◆ **Directions for this task**
Your answer must consist of the lines running from the one that holds "pub async fn release(&mut" to the end of the data, copied exactly.

Saved entries:
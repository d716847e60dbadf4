//! The RAII guard callers receive from [`Pool::acquire`][crate::Pool::acquire].

use std::ops::{Deref, DerefMut};
use std::sync::Arc;

use crate::driver::{ConnectionId, DriverConnection};
use crate::pool::Shared;

const DEREF_ERR: &str = "(PooledConnection) connection already released back to the pool";

/// An exclusively-owned handle to one physical connection.
///
/// Dropping a `PooledConnection` without calling [`release`][Self::release]
/// or [`remove`][Self::remove] releases it back to the pool automatically
/// (equivalent to `release(false)`) — the actual handoff is deferred onto a
/// spawned task since `Drop` cannot `.await`. Calling `release`/`remove`
/// explicitly lets the caller wait for that handoff (and choose removal) and
/// makes the subsequent `Drop` a no-op, satisfying the "releasing twice MUST
/// be a no-op" invariant.
pub struct PooledConnection<C: DriverConnection> {
    shared: Arc<Shared<C>>,
    id: ConnectionId,
    driver: Option<C>,
    finished: bool,
}

impl<C: DriverConnection> PooledConnection<C> {
    pub(crate) fn new(shared: Arc<Shared<C>>, id: ConnectionId, driver: C) -> Self {
        Self {
            shared,
            id,
            driver: Some(driver),
            finished: false,
        }
    }

    /// This connection's stable identity.
    pub fn id(&self) -> ConnectionId {
        self.id
    }

    /// Return this connection to the pool: handed directly to the oldest
    /// queued waiter if one exists, otherwise parked in the idle set (or
    /// removed immediately if idling is disabled). A second call is a no-op.
    pub async fn release(&mut self) {
        self.finish(false).await;
    }

    /// Permanently remove this connection from the pool instead of
    /// returning it. A second call is a no-op.
    pub async fn remove(&mut self) {
        self.finish(true).await;
    }

    async fn finish(&mut self, remove_flag: bool) {
        if self.finished {
            return;
        }
        self.finished = true;
        let driver = self.driver.take().expect("driver present until finished");
        self.shared.clone().release(self.id, driver, remove_flag).await;
    }
}

impl<C: DriverConnection> Deref for PooledConnection<C> {
    type Target = C;

    fn deref(&self) -> &C {
        self.driver.as_ref().expect(DEREF_ERR)
    }
}

impl<C: DriverConnection> DerefMut for PooledConnection<C> {
    fn deref_mut(&mut self) -> &mut C {
        self.driver.as_mut().expect(DEREF_ERR)
    }
}

impl<C: DriverConnection> Drop for PooledConnection<C> {
    fn drop(&mut self) {
        if self.finished {
            return;
        }
        self.finished = true;
        if let Some(driver) = self.driver.take() {
            let shared = self.shared.clone();
            let id = self.id;
            tokio::spawn(async move {
                shared.release(id, driver, false).await;
            });
        }
    }
}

◆ **Task result**
    pub async fn release(&mut self) {
        self.finish(false).await;
    }

    /// Permanently remove this connection from the pool instead of
    /// returning it. A second call is a no-op.
    pub async fn remove(&mut self) {
        self.finish(true).await;
    }

    async fn finish(&mut self, remove_flag: bool) {
        if self.finished {
            return;
        }
        self.finished = true;
        let driver = self.driver.take().expect("driver present until finished");
        self.shared.clone().release(self.id, driver, remove_flag).await;
    }
}

impl<C: DriverConnection> Deref for PooledConnection<C> {
    type Target = C;

    fn deref(&self) -> &C {
        self.driver.as_ref().expect(DEREF_ERR)
    }
}

impl<C: DriverConnection> DerefMut for PooledConnection<C> {
    fn deref_mut(&mut self) -> &mut C {
        self.driver.as_mut().expect(DEREF_ERR)
    }
}

impl<C: DriverConnection> Drop for PooledConnection<C> {
    fn drop(&mut self) {
        if self.finished {
            return;
        }
        self.finished = true;
        if let Some(driver) = self.driver.take() {
            let shared = self.shared.clone();
            let id = self.id;
            tokio::spawn(async move {
                shared.release(id, driver, false).await;
            });
        }
    }
}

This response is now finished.